Hurricane Sandy was churning north of the Bahamas Friday afternoon after causing widespread damage to that nation’s central and northwestern islands.

Bahamas Prime Minister Perry Christie told the Nassau Guardian that he hoped to make an aerial inspection of the hardest-hit islands sometime today, including Cat Island, Long Island, and Ragged Island.

Christie said he hoped ports in the Bahamas would be able to reopen Saturday, allowing cruise ships to resume their visits. Tourism is an important sector of the nation’s economy and officials said more than 22,000 visitors per day were being lost due to the storm.

With Sandy expected to move up the east coast of the United States this weekend, the problem may be getting ships out of American ports to make their scheduled trips to the Bahamas and other destinations. Norwegian Jewel was calling in Norfolk, Va. Friday, and was scheduled to be in New York City on Sunday. After canceling a Friday port of call in the Dominican Republic, Norwegian Gem was scheduled to return to New York on Monday. The cruise line said it was still expecting all Saturday through Monday cruise departures to occur as scheduled.

The Caribbean Princess was scheduled to sail to Bermuda Saturday, but will not call on the island due to the storm. Bermuda is currently under a tropical storm watch as Hurricane Sandy is expected to pass between Bermuda and the American coast early next week.

At 1 p.m. CDT, the National Hurricane Center in Miami reported that the center of Sandy was about 30 miles north-northeast of Great Abaco Island in the Bahamas. The storm was moving to the north at 7 mph.

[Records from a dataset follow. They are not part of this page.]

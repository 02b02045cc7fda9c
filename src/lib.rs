//! # commit-tidy
//!
//! Turns raw language-model output into a conventional commit message.
//!
//! The model response may wrap its answer in prose or code fences, emit a
//! JSON object, or produce a plain-text commit message; the normalizer
//! extracts whichever form is present and renders a deterministic message
//! honoring the requested verbosity level.

#![warn(missing_docs)]
#![warn(clippy::all)]
#![deny(unsafe_code)]

pub mod cli;
pub mod git;
pub mod message;
pub mod utils;

pub use crate::cli::Cli;

/// The current version of commit-tidy.
pub const VERSION: &str = env!("CARGO_PKG_VERSION");
use std::process;

use clap::Parser;
use commit_tidy::Cli;

fn main() {
    // Initialize tracing subscriber with RUST_LOG environment variable support
    // Default to "warn" level if RUST_LOG is not set
    // Write to stderr so debug logs don't interfere with stdout output
    tracing_subscriber::fmt()
        .with_writer(std::io::stderr)
        .with_env_filter(
            tracing_subscriber::EnvFilter::try_from_default_env()
                .unwrap_or_else(|_| tracing_subscriber::EnvFilter::new("warn")),
        )
        .init();

    let cli = Cli::parse();

    if let Err(e) = cli.execute() {
        eprintln!("Error: {e}");

        // Print the full error chain if available
        let mut source = e.source();
        while let Some(err) = source {
            eprintln!("  Caused by: {err}");
            source = err.source();
        }

        process::exit(1);
    }
}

The storm was about 430 miles south-southeast of Charleston, S.C. Tropical storm watches or warnings stretched from the east coast of Florida to North Carolina. However, the NHC expected the storm to turn to the northeast over the weekend, avoiding landfall until sometime early next week farther up the east coast.

Sandy’s maximum sustained winds had diminished to 75 mph, according to the NHC, but no further weakening of the storm was expected over the weekend. Strong winds from the hurricane were still being felt in parts of the northwest Bahamas, with an automated weather station near Freeport on Grand Bahama Island reporting gusts up to 58 mph.

The storm has been blamed for at least 29 deaths in the Caribbean. The Associated Press reported the latest fatality was a 66-year-old resident of Lyford Cay in the Bahamas, who fell from his roof while trying to fix a window shutter. The government of Cuba reported 11 deaths from the storm, which cut across the island early Thursday. At least 16 people were killed in Haiti, where Sandy caused major flooding, and one person died in Jamaica, where the hurricane first made landfall Wednesday.